Source: illustration of Consuelo Vanderbilt, c. 1903, by Paul César Helleu. Via Wikipedia.
Haircare Rituals: Tresses of the Gilded Age
Hair was a crowning glory in the 1800s. Elaborate updos, pompadours, and cascades of curls required meticulous care.
Hot irons, pomades, and floral hair oils were everyday essentials, and like cosmetics and perfume, haircare trends crossed easily between Britain and America via illustrated fashion magazines such as The Queen and Godey’s Lady’s Book.
Published between 1830 and 1896, the American journal was the most widely circulated publication before the Civil War and contained light, non-political content (from sheet music to poetry and, of course, fashion and beauty) deemed suitable for its audience of elite women.
Source: Picture of the cover of Godey’s Lady’s Book from June 1867. Via Wikipedia.
For both the British and American elite, elaborate hairstyles, often incorporating braids, twists, loops, and buns (such as the chignon style still seen today), were commonplace, with hair gathered up from the nape to emphasise the neck and shoulders. As the era progressed, artfully unkempt, voluminous hairstyles, such as the famous ‘Gibson Girl‘, became the ‘do du jour.
Source: Illustration of a woman sporting the Gibson Girl hairstyle by Charles Dana Gibson, circa 1891. Via Wikimedia Commons.
When it came to hair accessories, however, the difference in taste between the two nations was more pronounced. The British aristocracy opted for ribbons and flowers in the spring and summer, and silk alternatives in the colder months, which was a symbol of the reserved femininity of the time.
Meanwhile, high-class American women favoured bold accessories, from diamond tiaras to feathers, bows and elaborate headpieces designed to draw a second glance.

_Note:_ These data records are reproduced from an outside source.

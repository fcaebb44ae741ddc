//! # sonicamp Core Library
//!
//! Device communication and control runtime for sonicamp ultrasonic
//! amplifiers.

#![warn(missing_docs)]
#![cfg_attr(docsrs, feature(doc_cfg))]

//!
//! This library provides:
//! - Framed and legacy packet codecs over any async byte stream
//! - A request/response communicator with retries and baud rate changes
//! - A versioned command/answer registry with typed answer validation
//! - A device session tracking amplifier status, with an optional poller
//! - Cancellable procedures (ramp, scan, tune, auto, wipe)
//! - A small scripting language and its interpreter
//! - A simulated device for demos and tests
//!
//! ## Example
//!
//! ```rust,ignore
//! use std::sync::Arc;
//! use sonicamp_core::prelude::*;
//!
//! let communicator = Arc::new(Communicator::new(CommunicatorConfig::default()));
//! communicator
//!     .open_communication(Arc::new(SerialConnectionFactory::new("/dev/ttyUSB0")), 9600)
//!     .await?;
//! let device = DeviceBuilder::new().build(communicator).await?;
//!
//! device.set_frequency(1_000_000).await?;
//! device.set_signal_on().await?;
//! println!("urms: {:?}", device.status().snapshot().urms());
//! ```

pub mod config;
pub mod demo;
pub mod device;
pub mod events;
pub mod procedures;
pub mod protocol;
pub mod scripting;

/// Re-export commonly used types
pub mod prelude {
    pub use crate::config::{CommunicatorConfig, DeviceConfig, SessionConfig};
    pub use crate::demo::{DemoConnectionFactory, DemoSonicamp};
    pub use crate::device::{DeviceBuilder, DeviceError, Info, SonicDevice, Status};
    pub use crate::events::{Event, EventBus};
    pub use crate::procedures::{
        HoldDuration, ProcedureArgs, ProcedureController, ProcedureType, RampArgs,
    };
    pub use crate::protocol::{
        Answer, Command, CommandCode, Communicator, ConnectionFactory, DeviceType, Field,
        FrameProtocol, ProcessConnectionFactory, ProtocolError, SerialConnectionFactory, Value,
        Version,
    };
    pub use crate::scripting::{parse_script, EngineState, ScriptEngine, ScriptError};
}

/// Library version
pub const VERSION: &str = env!("CARGO_PKG_VERSION");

Beauty Icon: Alva Vanderbilt Belmont
Alva, a noted suffragist and socialite, was famed for her extravagant hair ornaments and glossy, dark hair. Her towering coiffures, often adorned with combs and lavish headpieces, soon became a signature of her public appearances.
Source: Photograph of Alva Vanderbilt Belmont, date unknown. Via National Park Service.
Beauty as social advancement
For Gilded-Age women, beauty was far more than mere vanity…it was currency.
In a world where the value of high-class women was first and foremost rooted in their wealth, breeding and obedience (to varying degrees between Britain and America), beauty allowed women to secure good matches, illicit admiration, and (most notably) wield influence.
Through these carefully orchestrated rituals, the women of the Gilded Age became trendsetters of fashion, hairstyles and make-up. Beauty was then, as it remains today, a form of self-expression for a demographic with limited access to higher education and independent careers.
And though the precise shades and scents might differ, the fundamental ideals of beauty (fair skin, glossy hair, delicate fragrance) transcended national boundaries.
Today, their meticulously curated looks remind us that while beauty standards may shift, the allure of a perfectly powdered cheek or a heady floral perfume remains eternal.
It’s interesting how many of the professional beauties are more of what we would call handsome women, rather than beautiful.
PS, the picture of Alva is actually of Consuelo.